VerifyAX tests AI agents in realistic simulations and tells you exactly how they perform, giving you the clarity to act on what matters.
| Term | Meaning |
| Agent | The AI system you want to verify — registered with a name, endpoint, and type (A2A or API). Treated as a black box. |
| Simulation | A multi-turn, multi-agent test scenario with objectives. Reusable across agents. |
| Skill Tags | Labels describing what a simulation tests (e.g. `negotiation`, `deception_detection`).
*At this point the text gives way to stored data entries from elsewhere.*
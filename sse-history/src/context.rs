//! The declarative context builder.

use crate::store::HistoryStore;
use sse_core::{State, Value};

/// Prepended verbatim whenever the assembled context is truncated, so a
/// sampled completion is never silently fed a mid-turn fragment without
/// warning.
pub const TRUNCATION_NOTICE: &str =
    "[Note: The following history has been truncated due to length constraints and can, due to this, start mid-turn.]\n\n";

/// A declarative query: a set of `(key, expression)` pairs. Each expression
/// is resolved against the current [`State`] at build time — a bare name
/// like `task_name` expands to `state['task_name']`, letting a config author
/// write queries without hardcoding literal values that drift from state.
#[derive(Debug, Clone, Default)]
pub struct Query {
    state_filters: Vec<(String, String)>,
    literal_filters: Vec<(String, Value)>,
    expanding_filters: Vec<(String, String)>,
}

impl Query {
    /// An empty query — matches every history step.
    pub fn new() -> Self {
        Self {
            state_filters: Vec::new(),
            literal_filters: Vec::new(),
            expanding_filters: Vec::new(),
        }
    }

    /// Add a `(state_key, state_key)` filter: match steps whose state at
    /// `state_key` equals the current state's value at `state_key`.
    pub fn filter_by_state_key(mut self, state_key: impl Into<String>) -> Self {
        let key = state_key.into();
        self.state_filters.push((key.clone(), key));
        self
    }

    /// Add a `(history_key, literal)` filter against a fixed value.
    pub fn filter_literal(mut self, history_key: impl Into<String>, value: Value) -> Self {
        self.literal_filters.push((history_key.into(), value));
        self
    }

    /// Add a `(history_key, value_or_state_key)` filter: if
    /// `value_or_state_key` names a key present in the live state at build
    /// time, match against that key's current value; otherwise treat
    /// `value_or_state_key` itself as a literal string. Mirrors
    /// `original_source/simulation_utils.py::read_context`'s per-query-value
    /// expansion (`current_state.get(v, v)`), used by the Runner to build
    /// an operator's declarative `query` map without hardcoding whether each
    /// entry names a state key or is a bare literal.
    pub fn filter_expanding(mut self, history_key: impl Into<String>, value_or_state_key: impl Into<String>) -> Self {
        self.expanding_filters.push((history_key.into(), value_or_state_key.into()));
        self
    }

    fn resolve(&self, state: &State) -> Vec<(String, Value)> {
        let mut out: Vec<(String, Value)> = self.literal_filters.clone();
        out.extend(
            self.state_filters
                .iter()
                .filter_map(|(history_key, state_key)| {
                    state.get(state_key).map(|v| (history_key.clone(), v))
                }),
        );
        out.extend(self.expanding_filters.iter().map(|(history_key, fallback)| {
            let value = state.get(fallback).unwrap_or_else(|| Value::Str(fallback.clone()));
            (history_key.clone(), value)
        }));
        out
    }
}

/// Builds a length-bounded context string from history plus live state.
#[derive(Debug, Default)]
pub struct ContextBuilder;

impl ContextBuilder {
    /// Assemble context: query the history, join matching output lines,
    /// and truncate to the last `max_chars` characters if needed. Returns
    /// `(context, was_truncated)`.
    pub fn build(history: &HistoryStore, query: &Query, state: &State, max_chars: usize) -> (String, bool) {
        let filters = query.resolve(state);
        let filter_refs: Vec<(&str, Value)> =
            filters.iter().map(|(k, v)| (k.as_str(), v.clone())).collect();
        let raw = history.query(&filter_refs);
        truncate_tail(&raw, max_chars)
    }
}

/// Truncate to the last `max_chars` characters (char-boundary safe),
/// prepending [`TRUNCATION_NOTICE`] when truncation actually occurred.
fn truncate_tail(text: &str, max_chars: usize) -> (String, bool) {
    let char_count = text.chars().count();
    if char_count <= max_chars {
        return (text.to_string(), false);
    }
    let skip = char_count - max_chars;
    let tail: String = text.chars().skip(skip).collect();
    (format!("{TRUNCATION_NOTICE}{tail}"), true)
}

#[cfg(test)]
mod tests {
    use super::*;
    use sse_core::HistoryStep;

    #[test]
    fn no_truncation_when_within_budget() {
        let (out, truncated) = truncate_tail("short text", 100);
        assert_eq!(out, "short text");
        assert!(!truncated);
    }

    #[test]
    fn truncation_prepends_notice_and_keeps_tail() {
        let (out, truncated) = truncate_tail("0123456789", 4);
        assert!(truncated);
        assert!(out.starts_with(TRUNCATION_NOTICE));
        assert!(out.ends_with("6789"));
    }

    #[test]
    fn query_filters_by_live_state_value() {
        let mut history = HistoryStore::new();
        for (id, val) in [("a", "alpha"), ("b", "beta")] {
            let step_state = State::new();
            step_state.set("task_name", Value::Str(val.into()));
            history.push(HistoryStep::new(step_state, vec![format!("out-{id}")], id));
        }
        let live = State::new();
        live.set("task_name", Value::Str("alpha".into()));
        let query = Query::new().filter_by_state_key("task_name");
        let (ctx, truncated) = ContextBuilder::build(&history, &query, &live, 10_000);
        assert!(!truncated);
        assert_eq!(ctx, "out-a\n");
    }

    #[test]
    fn empty_query_is_unfiltered() {
        let mut history = HistoryStore::new();
        history.push(HistoryStep::new(State::new(), vec!["x".into()], "op"));
        let live = State::new();
        let (ctx, _) = ContextBuilder::build(&history, &Query::new(), &live, 10_000);
        assert_eq!(ctx, "x\n");
    }

    #[test]
    fn expanding_filter_falls_back_to_literal_when_not_a_state_key() {
        let mut history = HistoryStore::new();
        for (id, tag) in [("a", "Yes"), ("b", "No")] {
            let step_state = State::new();
            step_state.set("for_summary", Value::Str(tag.into()));
            history.push(HistoryStep::new(step_state, vec![format!("out-{id}")], id));
        }
        let live = State::new();
        let query = Query::new().filter_expanding("for_summary", "Yes");
        let (ctx, _) = ContextBuilder::build(&history, &query, &live, 10_000);
        assert_eq!(ctx, "out-a\n");
    }

    #[test]
    fn expanding_filter_prefers_live_state_value_when_present() {
        let mut history = HistoryStore::new();
        for (id, tag) in [("a", "alpha"), ("b", "beta")] {
            let step_state = State::new();
            step_state.set("task_name", Value::Str(tag.into()));
            history.push(HistoryStep::new(step_state, vec![format!("out-{id}")], id));
        }
        let live = State::new();
        live.set("task_name", Value::Str("beta".into()));
        let query = Query::new().filter_expanding("task_name", "task_name");
        let (ctx, _) = ContextBuilder::build(&history, &query, &live, 10_000);
        assert_eq!(ctx, "out-b\n");
    }
}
Drive both generation and scoring. |
| Verification Run | One execution of an agent against a simulation — produces a transcript and metadata. |
| Evaluation | The scoring step after a run — structured metrics plus a report. |
| Batch | A group of related simulations generated, run, and evaluated together. |
| Aggregated Evaluation | Cross-run comparison showing mean scores, robustness metrics, and per-run breakdowns. |
| Credits | The currency for running verifications. Cost depends on model, token volume, and repetitions — see [Credits](#credits) for details. |
| Workspace | An isolated environment within your organization. All data is workspace-scoped |
Getting Started
Sign in at the VerifyAX login page. First-time users see a four-step onboarding guide that introduces the platform, shows what you can do (connect agents, build simulations, launch verifications), and lets you choose your starting path — connect your own agent or explore the Agent Catalogue.
You can reopen the onboarding guide at any time from the Welcome page (**Tips → Show onboarding guide**).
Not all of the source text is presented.